Speaking as someone who holds Wolverine #72 very near and dear to my heart, it’s exciting to see Wolverine in the yellow costume again kicking ass with the classic Jubilee. It’s fair to say the nostalgic element of this series makes it hard to judge it without rose-colored glasses. It’s also safe to say if you didn’t grow up reading Larry Hama’s Wolverine or the Jubilee team-ups you may not love or even like this book. While this is a spoiler-free review save for what is in the preview, it’s a good bet what is contained in this book serves the fan of this era more than a casual one.
As the preview shows, Wolverine and Jubilee are in Osaka, Japan, and they’re playing a bit of an actor’s gambit as Logan is pretending to sell Jubilee to some gangsters. They’re trying to get information on where kidnapped mutants are so that Xavier can train them up at Xavier’s School for Gifted Youngsters. Wolverine doesn’t take kindly to bullies, though, and soon is slicing and dicing the men while Jubilee crushes their nuts. It’s fun to see these two kick ass at a time when going rogue was fairly normal. It’s also worth noting the dynamic of Wolverine as a kind of uncle to Jubilee is on full display here.
As far as the rest of the issue, Hama does enough to set up the McGuffin, throws our heroes into a unique location for an epic sword fight, and introduces Lady Deathstrike too. There are plenty of elements here for fans to enjoy. Something hanging over the book, though, is whether it’s a story that really needs to be told. It reads like a story that came up only because there’s an avenue to tell it with this series. The next issue continues the story arc and may validate why it needs to be made, but that element isn’t present here.
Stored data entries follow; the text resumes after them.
impl ItmDecoder {
    pub fn new() -> Self {
        ItmDecoder {
            state: State::Idle,
            last_bytes: 0,
            page_register: 0,
            synced: false,
            stats: ItmStats::default(),
        }
    }

    pub fn stats(&self) -> &ItmStats {
        &self.stats
    }

    pub fn is_synced(&self) -> bool {
        self.synced
    }

    /// Declare the stream aligned (or not) without waiting for a sync
    /// packet. Used by the layer above when TPIU framing (re)appears.
    pub fn force_sync(&mut self, synced: bool) {
        if self.synced && !synced {
            self.stats.lost_sync_count += 1;
        }
        self.synced = synced;
        self.state = State::Idle;
    }

    /// Feed one byte to the pump.
    pub fn pump(&mut self, byte: u8) -> ItmEvent {
        self.last_bytes = (self.last_bytes << 8) | u64::from(byte);

        if self.last_bytes & TPIU_SYNC_MASK == TPIU_SYNC_PATTERN {
            self.stats.error_count += 1;
            if self.synced {
                self.stats.lost_sync_count += 1;
            }
            self.synced = false;
            self.state = State::Idle;
            return ItmEvent::Error(ItmError::TpiuSyncInStream);
        }

        if self.last_bytes & ITM_SYNC_MASK == ITM_SYNC_PATTERN {
            self.stats.sync_count += 1;
            self.synced = true;
            self.page_register = 0;
            self.state = State::Idle;
            return ItmEvent::Synced;
        }

        if !self.synced {
            return ItmEvent::Unsynced;
        }

        match std::mem::replace(&mut self.state, State::Idle) {
            State::Idle => self.decode_header(byte),

            State::Software {
                port,
                target,
                mut count,
                mut value,
            } => {
                value |= u32::from(byte) << (8 * count);
                count += 1;
                if count == target {
                    ItmEvent::Packet(ItmMessage::Software {
                        port,
                        len: target,
                        value,
                    })
                } else {
                    self.state = State::Software {
                        port,
                        target,
                        count,
                        value,
                    };
                    ItmEvent::Idle
                }
            }

            State::Hardware {
                disc,
                target,
                mut count,
                mut payload,
            } => {
                payload[usize::from(count)] = byte;
                count += 1;
                if count == target {
                    self.finish_hardware(disc, target, &payload)
                } else {
                    self.state = State::Hardware {
                        disc,
                        target,
                        count,
                        payload,
                    };
                    ItmEvent::Idle
                }
            }

            State::NiSync {
                kind,
                target,
                mut count,
                mut addr,
            } => {
                addr |= u32::from(byte) << (8 * count);
                count += 1;
                if count == target {
                    ItmEvent::Packet(ItmMessage::NiSync { kind, addr })
                } else {
                    self.state = State::NiSync {
                        kind,
                        target,
                        count,
                        addr,
                    };
                    ItmEvent::Idle
                }
            }

            State::LocalTimestamp {
                status,
                mut count,
                mut ts,
            } => {
                if count < 4 {
                    ts |= u32::from(byte & 0x7F) << (7 * count);
                    count += 1;
                }
                if byte & 0x80 == 0 {
                    ItmEvent::Packet(ItmMessage::Timestamp {
                        status,
                        increment: ts,
                    })
                } else {
                    self.state = State::LocalTimestamp { status, count, ts };
                    ItmEvent::Idle
                }
            }

            State::GlobalTimestamp => {
                if byte & 0x80 != 0 {
                    self.state = State::GlobalTimestamp;
                }
                ItmEvent::Idle
            }
        }
    }

    /// Decode a header byte and enter the matching payload state.
    /// (Appendix D4, packet class table.)
    #[bitmatch]
    fn decode_header(&mut self, header: u8) -> ItmEvent {
        // See (Appendix D4.2.8, Table D4-4).
        fn translate_ss(ss: u8) -> Option<u8> {
            match ss {
                0b01 => Some(1),
                0b10 => Some(2),
                0b11 => Some(4),
                _ => None,
            }
        }

        #[bitmatch]
        match header {
            // A zero byte is only ever part of a synchronisation packet;
            // the rolling window picks the pattern up when it completes.
            "0000_0000" => ItmEvent::Idle,

            "0111_0000" => {
                self.stats.overflow_count += 1;
                ItmEvent::Overflow
            }

            "11ss_0000" => {
                // Local timestamp, format 1.
                self.state = State::LocalTimestamp {
                    status: match s {
                        0b00 => TimeStatus::Synced,
                        0b01 => TimeStatus::TimestampDelayed,
                        0b10 => TimeStatus::DataDelayed,
                        _ => TimeStatus::BothDelayed,
                    },
                    count: 0,
                    ts: 0,
                };
                ItmEvent::Idle
            }

            "0ttt_0000" => {
                // Local timestamp, format 2: the value rides in the header.
                ItmEvent::Packet(ItmMessage::Timestamp {
                    status: TimeStatus::Synced,
                    increment: u32::from(t),
                })
            }

            "1001_0100" => {
                // Global timestamp, lower half; swallowed.
                self.state = State::GlobalTimestamp;
                ItmEvent::Idle
            }
            "1011_0100" => {
                // Global timestamp, upper half; swallowed.
                self.state = State::GlobalTimestamp;
                ItmEvent::Idle
            }

            "0ppp_1000" => {
                // Extension packet: stimulus port page.
                self.page_register = p << 5;
                ItmEvent::Idle
            }

            "aaaa_a0ss" => {
                // Instrumentation packet.
                let target = match translate_ss(s) {
                    Some(t) => t,
                    None => {
                        self.stats.error_count += 1;
                        return ItmEvent::Error(ItmError::InvalidSourcePayload { header });
                    }
                };
                self.state = State::Software {
                    port: a + self.page_register,
                    target,
                    count: 0,
                    value: 0,
                };
                ItmEvent::Idle
            }

            "aaaa_a1ss" => {
                // Hardware source packet.
                let disc = a;
                let target = match translate_ss(s) {
                    Some(t) => t,
                    None => {
                        self.stats.error_count += 1;
                        return ItmEvent::Error(ItmError::InvalidSourcePayload { header });
                    }
                };

                if (3..=7).contains(&disc) {
                    // Reserved discriminators carry instruction-sync
                    // markers on the parts this stack supports.
                    self.state = State::NiSync {
                        kind: header,
                        target,
                        count: 0,
                        addr: 0,
                    };
                    ItmEvent::Idle
                } else if disc <= 2 || (8..=23).contains(&disc) {
                    self.state = State::Hardware {
                        disc,
                        target,
                        count: 0,
                        payload: [0; 4],
                    };
                    ItmEvent::Idle
                } else {
                    self.stats.error_count += 1;
                    ItmEvent::Error(ItmError::InvalidHeader(header))
                }
            }

            "hhhh_hhhh" => {
                self.stats.error_count += 1;
                ItmEvent::Error(ItmError::InvalidHeader(h))
            }
        }
    }

    /// Turn a completed hardware source payload into a message.
    #[bitmatch]
    fn finish_hardware(&mut self, disc: u8, len: u8, payload: &[u8; 4]) -> ItmEvent {
        let word = u32::from_le_bytes(*payload);

        match disc {
            0 if len == 1 => {
                let b = payload[0];
                ItmEvent::Packet(ItmMessage::DwtEvent {
                    cpi: b & (1 << 0) != 0,
                    exc: b & (1 << 1) != 0,
                    sleep: b & (1 << 2) != 0,
                    lsu: b & (1 << 3) != 0,
                    fold: b & (1 << 4) != 0,
                    cyc: b & (1 << 5) != 0,
                })
            }

            1 if len == 2 => {
                let number = (u16::from(payload[1] & 1) << 8) | u16::from(payload[0]);
                let event = match (payload[1] >> 4) & 0b11 {
                    0b01 => crate::msg::ExceptionEvent::Enter,
                    0b10 => crate::msg::ExceptionEvent::Exit,
                    0b11 => crate::msg::ExceptionEvent::Resume,
                    _ => {
                        self.stats.error_count += 1;
                        return ItmEvent::Error(ItmError::InvalidExceptionTrace { number });
                    }
                };
                ItmEvent::Packet(ItmMessage::Exception { number, event })
            }

            2 if len == 1 && payload[0] == 0 => ItmEvent::Packet(ItmMessage::PcSample {
                pc: 0,
                sleep: true,
            }),
            2 if len == 4 => ItmEvent::Packet(ItmMessage::PcSample {
                pc: word,
                sleep: false,
            }),

            8..=23 => {
                #[bitmatch]
                let "???t_tccd" = disc;
                match (t, d, len) {
                    // PC of a matched access.
                    (0b01, 0, 4) => ItmEvent::Packet(ItmMessage::DataAccessWp {
                        comp: c,
                        data: word,
                    }),
                    // Low halfword of the matched address.
                    (0b01, 1, 2) => ItmEvent::Packet(ItmMessage::DataOffsetWp {
                        comp: c,
                        offset: u16::from_le_bytes([payload[0], payload[1]]),
                    }),
                    // The value read or written.
                    (0b10, d, _) => ItmEvent::Packet(ItmMessage::DataRwWp {
                        comp: c,
                        is_write: d == 1,
                        data: word,
                    }),
                    _ => {
                        self.stats.error_count += 1;
                        ItmEvent::Error(ItmError::InvalidHardwarePacket { disc, len })
                    }
                }
            }

            _ => {
                self.stats.error_count += 1;
                ItmEvent::Error(ItmError::InvalidHardwarePacket { disc, len })
            }
        }
    }
}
Unfortunately, nostalgia can only get you so far. This issue’s pacing is really hit or miss, with multiple exposition-heavy scenes. There are also multiple instances of characters talking far too long, slowing the comic down to a crawl. Somewhat oddly, characters other than Wolverine and Jubilee do a lot of talking. In fact, Jubilee is mostly a bystander in this book, reacting to Wolverine or chiming in with a few quick lines. If you’re hoping for great banter between the two, you have come to the wrong place.
The art is inconsistent as well with some great highs but lower lows. Tan uses heavier use of inks to cast these characters in shadow even when well lit, which sets a certain mood and tone. At times, they can look a touch awkward in their body language and posture. At other times, Wolverine looks iconic and incredibly cool. There are at least three instances of Wolverine looking incredible, but there are also moments where a single panel feels like it’s doing too much. In a key fight scene later in the issue things get so chaotic, with only four or five panels per page, it’s hard to understand where characters are in relation to each other. That makes it tough to track the action.
X-Men Legends #7 is a comic for fans looking for nostalgic vibes. On paper, it has everything you’d want from Jubilee and Wolverine teaming up, down to the yellow Wolverine costume, and even Lady Deathstrike thrown into the mix too. The execution isn’t quite there, though, making for a just-okay X-Men experience.